[Start of Attachment]
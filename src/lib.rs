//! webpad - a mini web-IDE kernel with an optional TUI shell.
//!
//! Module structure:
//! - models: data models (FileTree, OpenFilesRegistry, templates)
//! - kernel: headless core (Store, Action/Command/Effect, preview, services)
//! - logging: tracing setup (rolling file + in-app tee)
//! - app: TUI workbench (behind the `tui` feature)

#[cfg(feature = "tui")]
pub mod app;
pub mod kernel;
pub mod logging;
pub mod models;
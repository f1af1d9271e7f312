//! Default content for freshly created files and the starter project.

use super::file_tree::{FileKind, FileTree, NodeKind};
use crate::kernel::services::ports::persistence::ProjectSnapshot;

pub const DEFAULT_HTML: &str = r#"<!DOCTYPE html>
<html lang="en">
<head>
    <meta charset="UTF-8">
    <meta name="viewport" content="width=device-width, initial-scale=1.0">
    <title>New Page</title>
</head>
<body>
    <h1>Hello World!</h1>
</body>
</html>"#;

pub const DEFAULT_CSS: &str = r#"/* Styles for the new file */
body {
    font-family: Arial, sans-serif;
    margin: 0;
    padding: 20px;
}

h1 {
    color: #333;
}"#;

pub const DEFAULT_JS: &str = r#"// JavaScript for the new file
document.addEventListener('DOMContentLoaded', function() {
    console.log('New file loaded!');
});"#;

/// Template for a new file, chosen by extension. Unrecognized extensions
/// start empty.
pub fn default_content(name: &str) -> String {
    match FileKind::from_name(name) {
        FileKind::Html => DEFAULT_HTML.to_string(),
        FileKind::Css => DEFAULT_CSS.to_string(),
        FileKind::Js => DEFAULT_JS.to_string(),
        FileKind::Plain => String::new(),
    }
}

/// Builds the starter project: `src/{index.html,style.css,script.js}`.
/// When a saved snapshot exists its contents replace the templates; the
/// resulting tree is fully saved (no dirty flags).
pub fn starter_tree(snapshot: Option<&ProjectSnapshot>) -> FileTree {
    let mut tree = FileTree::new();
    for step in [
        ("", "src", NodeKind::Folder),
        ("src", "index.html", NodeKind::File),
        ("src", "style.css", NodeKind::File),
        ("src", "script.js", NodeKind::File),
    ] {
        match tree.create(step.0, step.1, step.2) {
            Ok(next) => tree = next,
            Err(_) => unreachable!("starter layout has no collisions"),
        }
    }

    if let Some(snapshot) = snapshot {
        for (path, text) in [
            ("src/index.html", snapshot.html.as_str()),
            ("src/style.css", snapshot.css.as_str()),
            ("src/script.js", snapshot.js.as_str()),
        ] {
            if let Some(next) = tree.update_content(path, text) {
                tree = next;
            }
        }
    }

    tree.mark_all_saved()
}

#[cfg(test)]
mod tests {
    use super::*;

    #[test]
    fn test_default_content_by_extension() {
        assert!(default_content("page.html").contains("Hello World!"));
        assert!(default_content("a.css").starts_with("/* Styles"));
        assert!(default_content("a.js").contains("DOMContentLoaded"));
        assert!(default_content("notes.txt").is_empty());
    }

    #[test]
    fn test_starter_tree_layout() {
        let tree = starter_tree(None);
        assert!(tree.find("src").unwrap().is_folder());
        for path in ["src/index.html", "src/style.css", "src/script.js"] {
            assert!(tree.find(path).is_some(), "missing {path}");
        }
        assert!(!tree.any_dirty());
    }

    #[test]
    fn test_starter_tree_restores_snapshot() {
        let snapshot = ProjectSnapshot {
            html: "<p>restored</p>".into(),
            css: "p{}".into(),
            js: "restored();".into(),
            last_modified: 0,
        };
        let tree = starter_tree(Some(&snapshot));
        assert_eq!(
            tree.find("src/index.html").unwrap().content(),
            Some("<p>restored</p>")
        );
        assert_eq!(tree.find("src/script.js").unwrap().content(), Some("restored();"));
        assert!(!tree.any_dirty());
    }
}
[End of Attachment]
GOAL OF THE EXERCISE: Search the data above for the string "feature" and copy each line that has it.

ANSWER SPACE:
//! - app: TUI workbench (behind the `tui` feature)
#[cfg(feature = "tui")]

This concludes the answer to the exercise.